There are times when the veil is thin between insanity & wholeness. Sometimes we think that in order to be whole, well, okay, we have to be as far away from insanity as possible. We buy the lie that in order to be anything orderly & good we must be light years away from chaos & evil.
What if we belong to the chaos as much as we belong to the order? What if we are equal parts good & bad? What if that’s okay?
I’ve heard people talk about a veil between themselves and their loved ones. We watch & read countless stories about that veil, that part-way space between here & the mystery of there. When there is a ouija board or tarot cards or a Bible passage or a loved one breathing their last breath, we want to be as close to that space as we can. We lean up against it as though it isn’t the most terrifying place to be. We do that because we are desperate for a connection to what (or who) we believe–what we know-to be on the other side.
There’s another veil, I see it now, shielding me from the brunt of my emotions. Just as death feels to us like swirling, scary chaos, so our bottled emotions can appear threatening. We pull things into the space between us and the feelings we were made to feel because we feel letting the darkness in. We fear the sleepless nights. We fear saying things to our loved ones that we will deeply regret. We fear letting anyone–even ourselves–into the dark abyss of what we feel lurking beneath the surface of our emotional sphere. We fear that we’ll be labeled “crazy”, that we’ll cross a limit where “mentally ill” will be indelibly stamped upon us. We feel we will never come back up for air; that it will be relentless darkness upsurging until we are no more. We fear that our bodies aren’t big enough to hold the pain that laces each wave.
When the emotions are strong I feel that they will overcome me & I will not be okay.
What does it mean to not be okay? Have I ever not been okay? I have felt that I was not okay more times than I can count on two hands, but none of those feelings have been final. None of that chaos has had the last word.
Some of us smoke, drink, binge, overwork, snark, or over-exercise to deflect the cloud of dark emotions that threatens to envelope us. I tend to bring people and situations and feelings into the space between myself and those feelings, rather than allowing myself to be in the present moment, and to feel those feelings I was made to feel.

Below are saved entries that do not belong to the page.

//! `capk <package>`: security review of an AUR package's PKGBUILD.

use crate::chat_client::ChatClient;
use crate::conversation::Message;
use crate::http_client::HttpClient;
use anyhow::{bail, Context, Result};
use std::io::Write;
use std::sync::Arc;
use tracing::info;

const PKGBUILD_URL: &str = "https://aur.archlinux.org/cgit/aur.git/plain/PKGBUILD?h=";

const REVIEWER_PROMPT: &str = "You are a security expert. You will be given the PKGBUILD of an AUR package; \
analyze it for anything malicious: downloads from unexpected hosts, obfuscated commands, \
writes outside the package directory, or install hooks that phone home. \
If the text is clearly not a PKGBUILD, answer exactly: error: not a PKGBUILD\n\n\
A package name ending in -bin deserves extra suspicion, since malware has recently been uploaded to the AUR \
as prebuilt binaries. If the package is a well-known application, recommend installing it from a \
package manager without that risk.\n\n\
This is not sent by the user. Do not use markdown; what you say is viewed as plain text, \
no formatting like bold text or code blocks.";

/// Checks `name` against the AUR package name rules: lowercase
/// alphanumerics and `@._+-`, not starting with `-` or `.`.
pub fn validate_package_name(name: &str) -> Result<()> {
    if name.is_empty() {
        bail!("Usage: capk <package>");
    }
    if name.starts_with('-') || name.starts_with('.') {
        bail!("Invalid package name {:?}: cannot start with '-' or '.'", name);
    }
    if let Some(c) = name
        .chars()
        .find(|c| !(c.is_ascii_lowercase() || c.is_ascii_digit() || "@._+-".contains(*c)))
    {
        bail!("Invalid package name {:?}: unexpected character {:?}", name, c);
    }
    Ok(())
}

/// Removes the markdown emphasis and code markers the model tends to emit.
pub fn strip_markup(reply: &str) -> String {
    reply.chars().filter(|c| *c != '*' && *c != '`').collect()
}

/// Fetches PKGBUILDs and asks the chat service to review them.
pub struct PackageAuditor {
    http: Arc<dyn HttpClient>,
    client: Arc<dyn ChatClient>,
}

impl PackageAuditor {
    pub fn new(http: Arc<dyn HttpClient>, client: Arc<dyn ChatClient>) -> Self {
        Self { http, client }
    }

    /// Reviews `package`, reporting progress to `out`, and returns the verdict.
    pub async fn audit<W: Write>(&self, package: &str, out: &mut W) -> Result<String> {
        let package = package.trim();
        validate_package_name(package)?;

        writeln!(out, "Getting the PKGBUILD")?;
        let url = format!("{}{}", PKGBUILD_URL, package);
        let pkgbuild = self
            .http
            .get_text(&url)
            .await
            .with_context(|| format!("Could not fetch the PKGBUILD of {}", package))?;
        info!("Fetched {} bytes of PKGBUILD for {}", pkgbuild.len(), package);

        writeln!(out, "Analyzing {}", package)?;
        let messages = [
            Message::system(REVIEWER_PROMPT),
            Message::user(format!(
                "AUR Package Name: {}. This is the PKGBUILD: {}",
                package, pkgbuild
            )),
        ];
        let reply = self.client.chat(&messages).await?;
        Ok(strip_markup(&reply))
    }
}

#[cfg(test)]
mod tests {
    use super::*;
    use crate::chat_client::mock::ScriptedChatClient;
    use crate::conversation::Role;
    use crate::http_client::mock::MockHttpClient;

    #[test]
    fn test_valid_package_names() {
        for name in ["yay", "google-chrome", "python-pip3", "lib32-glibc", "gtk+2", "foo@bar_1.0"] {
            assert!(validate_package_name(name).is_ok(), "{name}");
        }
    }

    #[test]
    fn test_invalid_package_names() {
        for name in ["", "-yay", ".hidden", "Yay", "a b", "x&y", "pkg;rm", "../etc"] {
            assert!(validate_package_name(name).is_err(), "{name}");
        }
    }

    #[test]
    fn test_strip_markup() {
        assert_eq!(strip_markup("**Safe**: run `makepkg`"), "Safe: run makepkg");
    }

    #[tokio::test]
    async fn test_audit_fetches_and_reviews() {
        let http = Arc::new(MockHttpClient::new("pkgname=yay\nsource=(...)"));
        let chat = Arc::new(ScriptedChatClient::new(&["**Looks safe.**"]));
        let auditor = PackageAuditor::new(http.clone(), chat.clone());
        let mut out = Vec::new();

        let verdict = auditor.audit("yay", &mut out).await.unwrap();

        assert_eq!(verdict, "Looks safe.");
        assert_eq!(
            http.requests.lock().unwrap()[0].0,
            "https://aur.archlinux.org/cgit/aur.git/plain/PKGBUILD?h=yay"
        );
        let sent = &chat.requests()[0];
        assert_eq!(sent[0].role, Role::System);
        assert!(sent[0].text.contains("-bin"));
        assert!(sent[1].text.starts_with("AUR Package Name: yay."));
        assert!(sent[1].text.contains("pkgname=yay"));
        assert!(String::from_utf8(out).unwrap().contains("Getting the PKGBUILD"));
    }

    #[tokio::test]
    async fn test_invalid_name_makes_no_request() {
        let http = Arc::new(MockHttpClient::new(""));
        let chat = Arc::new(ScriptedChatClient::new(&[]));
        let auditor = PackageAuditor::new(http.clone(), chat);

        assert!(auditor.audit("yay; rm -rf ~", &mut Vec::new()).await.is_err());
        assert!(http.requests.lock().unwrap().is_empty());
    }

    #[tokio::test]
    async fn test_fetch_failure_is_reported() {
        let http = Arc::new(MockHttpClient::failing("GET returned 404"));
        let chat = Arc::new(ScriptedChatClient::new(&[]));
        let auditor = PackageAuditor::new(http, chat.clone());

        let err = auditor.audit("nonexistent", &mut Vec::new()).await.unwrap_err();

        assert!(format!("{err:#}").contains("404"));
        assert!(chat.requests().is_empty());
    }
}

I deflect and disassociate rather than face them. The fear of darkness is lodged so deep in me that I’d rather abandon myself than face that darkness with a united front.
The work is to face it. The work is to open yourself up, to let it in, to feel it all, though it drive you bonkers. There is a space where all is chaos; you don’t belong to that space, but you sure as hell have the strength to move in & through it. You might be mentally ill because you won’t let yourself feel it deeply enough. Because you’re deeper & stronger than you ever knew.

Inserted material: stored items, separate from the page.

//! Mutable state owned by one shell lifetime.

use crate::conversation::Conversation;
use crate::history::HistoryStore;
use std::collections::BTreeSet;
use std::env;
use std::fs;
use std::ops::Bound;
use std::os::unix::fs::PermissionsExt;
use std::path::PathBuf;
use std::sync::Arc;
use tracing::debug;

/// Names of the shell's own line vocabulary, offered by command completion.
pub const BUILTIN_COMMANDS: &[&str] = &[
    "about",
    "capk",
    "cd",
    "df",
    "disk",
    "ls",
    "lsusb",
    "troubleshooting",
];

/// Fixed set of command names, loaded once at startup.
#[derive(Debug, Clone, Default)]
pub struct KnownCommands {
    names: BTreeSet<String>,
}

impl KnownCommands {
    pub fn from_names<I, S>(names: I) -> Self
    where
        I: IntoIterator<Item = S>,
        S: Into<String>,
    {
        Self {
            names: names.into_iter().map(Into::into).collect(),
        }
    }

    /// Built-ins, the given extra names (aliases), and every executable on `PATH`.
    pub fn load<I, S>(extra: I) -> Self
    where
        I: IntoIterator<Item = S>,
        S: Into<String>,
    {
        let mut commands = Self::from_names(BUILTIN_COMMANDS.iter().copied());
        commands.names.extend(extra.into_iter().map(Into::into));

        if let Some(path) = env::var_os("PATH") {
            for dir in env::split_paths(&path) {
                let Ok(entries) = fs::read_dir(&dir) else {
                    continue;
                };
                for entry in entries.flatten() {
                    let is_executable = entry
                        .metadata()
                        .map(|m| m.is_file() && m.permissions().mode() & 0o111 != 0)
                        .unwrap_or(false);
                    if is_executable {
                        if let Some(name) = entry.file_name().to_str() {
                            commands.names.insert(name.to_string());
                        }
                    }
                }
            }
        }

        debug!("Loaded {} known commands", commands.names.len());
        commands
    }

    /// Names starting with `prefix`, in sorted order.
    pub fn starting_with<'a>(&'a self, prefix: &'a str) -> impl Iterator<Item = &'a str> + 'a {
        self.names
            .range::<str, _>((Bound::Included(prefix), Bound::Unbounded))
            .take_while(move |name| name.starts_with(prefix))
            .map(String::as_str)
    }

    #[cfg(test)]
    pub(crate) fn contains(&self, name: &str) -> bool {
        self.names.contains(name)
    }

    #[cfg(test)]
    pub(crate) fn len(&self) -> usize {
        self.names.len()
    }

    #[cfg(test)]
    pub(crate) fn is_empty(&self) -> bool {
        self.names.is_empty()
    }
}

/// State threaded through every iteration of the shell loop.
///
/// Only the dispatch loop holds a mutable reference; components receive the
/// slice they need (a working directory, the conversation) per call.
#[derive(Debug)]
pub struct Session {
    pub cwd: PathBuf,
    pub previous_cwd: Option<PathBuf>,
    /// Created by the first question and reused by every later one.
    pub conversation: Option<Conversation>,
    pub history: HistoryStore,
    pub known_commands: Arc<KnownCommands>,
}

impl Session {
    pub fn new(cwd: PathBuf, history: HistoryStore, known_commands: Arc<KnownCommands>) -> Self {
        Self {
            cwd,
            previous_cwd: None,
            conversation: None,
            history,
            known_commands,
        }
    }

    /// Moves to `dir`, remembering the old directory for `cd -`.
    pub fn change_dir(&mut self, dir: PathBuf) {
        let old = std::mem::replace(&mut self.cwd, dir);
        self.previous_cwd = Some(old);
    }

    /// The active conversation, created on first use.
    pub fn conversation_mut(&mut self) -> &mut Conversation {
        self.conversation.get_or_insert_with(Conversation::new)
    }
}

I have the strength to move in & through it. There is a part of me that says I won’t make it through if I stop disassociating & deflecting and just bow to the chaotic woundedness of my soul. The truth is that every time I have faced it I have made it through, and it has made me better.

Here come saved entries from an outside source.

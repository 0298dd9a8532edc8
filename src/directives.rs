//! Line protocol the assistant uses to request actions.
//!
//! A reply line starting with one of the sigils below is a directive:
//!
//! ```text
//! EXECUTE <command>
//! EDIT-FILE <path>
//! <file content, up to the next directive line>
//! READ-FILE <path>
//! ```

pub const EXECUTE: &str = "EXECUTE";
pub const EDIT_FILE: &str = "EDIT-FILE";
pub const READ_FILE: &str = "READ-FILE";

/// An action requested by the assistant. Parsed, actioned, then discarded.
#[derive(Debug, Clone, PartialEq, Eq)]
pub enum Directive {
    Execute { command: String },
    EditFile { path: String, content: String },
    ReadFile { path: String },
}

#[derive(Debug, Clone, Copy, PartialEq, Eq)]
enum Sigil {
    Execute,
    EditFile,
    ReadFile,
}

/// Splits a directive line into its sigil and trimmed argument.
///
/// The sigil must be followed by whitespace or end the line, so `EXECUTED`
/// is ordinary text.
fn split_directive(line: &str) -> Option<(Sigil, &str)> {
    let table = [
        (EXECUTE, Sigil::Execute),
        (EDIT_FILE, Sigil::EditFile),
        (READ_FILE, Sigil::ReadFile),
    ];

    table.iter().find_map(|(text, sigil)| {
        let rest = line.strip_prefix(*text)?;
        if rest.is_empty() || rest.starts_with(char::is_whitespace) {
            Some((*sigil, rest.trim()))
        } else {
            None
        }
    })
}

/// True when `line` starts a directive.
pub fn is_directive_line(line: &str) -> bool {
    split_directive(line).is_some()
}

/// All directives in `reply`, in line order.
pub fn parse_directives(reply: &str) -> Vec<Directive> {
    let lines: Vec<&str> = reply.lines().collect();
    let mut directives = Vec::new();
    let mut i = 0;

    while i < lines.len() {
        let Some((sigil, argument)) = split_directive(lines[i]) else {
            i += 1;
            continue;
        };
        i += 1;

        match sigil {
            Sigil::Execute => directives.push(Directive::Execute {
                command: argument.to_string(),
            }),
            Sigil::ReadFile => directives.push(Directive::ReadFile {
                path: argument.to_string(),
            }),
            Sigil::EditFile => {
                let start = i;
                while i < lines.len() && !is_directive_line(lines[i]) {
                    i += 1;
                }
                directives.push(Directive::EditFile {
                    path: argument.to_string(),
                    content: lines[start..i].join("\n"),
                });
            }
        }
    }

    directives
}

Inside of religion we honor the veil. When we face death we honor the veil. Even our superstitions pay homage to the veil between the known and unknown.
Why not also honor it while we live? Why not fiercely move towards it, fully aware of our own indelible ability to overcome whatever we face in life? We have the ability to keep moving, and avoiding the darkness & the message it brings only inhibits the journey that each one of us is on.
What if we feel the most terrible things in the world, and stand strong in their aftermath? What if we let the darkness in as readily as the light? It may make us crazy. It may push us over the edge.
Maybe that’s because we were meant to fly.